Creating normal maps from a high resolution model is a common task in a game developers work flow. It can add an extra level of detail that otherwise would be impossible within a game environment. Today I will be showing you how to create normal maps in Blender 2.5. The process used to do this is called “baking”, it enables us to project all of the detail from a high resolution model onto a low resolution, or lowpoly game model to create the normal map. This is a relatively painless process that can be done quite quickly once you have the know-how. Let us begin!

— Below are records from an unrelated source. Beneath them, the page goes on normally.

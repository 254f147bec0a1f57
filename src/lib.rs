//! offer-wizard - draft state engine for the promotional offer creation wizard
//!
//! The engine is a set of pure functions over an [`draft::OfferDraft`] value
//! (section completeness, validation, auto-fill), plus the stateful pieces a
//! wizard host drives: [`session::OfferSession`] for mutations and navigation,
//! [`autosave`] for debounced persistence, and [`persistence`] for local
//! draft storage.

pub mod autosave;
pub mod config;
pub mod draft;
pub mod engine;
pub mod logging;
pub mod persistence;
pub mod session;
pub mod submission;
pub mod types;
pub mod wizard;

pub use draft::{DraftPatch, ExistingOffer, FieldEdit, ImageEdit, OfferDraft};
pub use session::{OfferSession, PublishOutcome};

Note: Normal map baking requires a recent version of Blender 2.5, which can be downloaded from forĀ all operating systems. Baking is broken in the official Blender 2.5 alpha 2 release.

Part 1 – Preparing the models

The first step to creating normal maps, is to prepare the models. This primarily involves UV unwrapping the lowpoly model. Before doing that, though, let’s take a look at the models we will be using today in figure 01-02:

Figure 1

Figure 2

As you can see, we have a highpoly model of a statue, with a large amount of detail, much more than could feasible be used in a game. Then we have a lowpoly version of the same model. To bake the normal map, we must first unwrap the UVs for the lowpoly (the highpoly has no need for UVs and may be left as is) then we need to assign a blank image to those UVs that will become the normal map.

To unwrap the lowpoly: enter Edit Mode by pressing TAB while the lowpoly model is selected

2. Select the vertices shown in figure 3 then press CONTROL + E > Mark Seam

3. Repeat this step for the vertices in figure 4, ensuring the selection starts at the previous seam and continues all the way down to the bottom of the model.

Figure 3

Figure 4

You should now have all of the necessary seams placed to cleanly unwrap the model:

Select all of the vertices that make up the model by pressing A (you may need to press it twice if you previously had anything selected) then press U > Unwrap

2. This will unwrap the UVs of the model, to see them switch your viewport window time to the UV/Image Editor as displayed in figure 6

Figure 5

Figure 6

Figure 7

You now need to add a new image to the UVs simply by pressing the “New” button. If you need to adjust the size of the newly created image immediately press F6 and modify as needed.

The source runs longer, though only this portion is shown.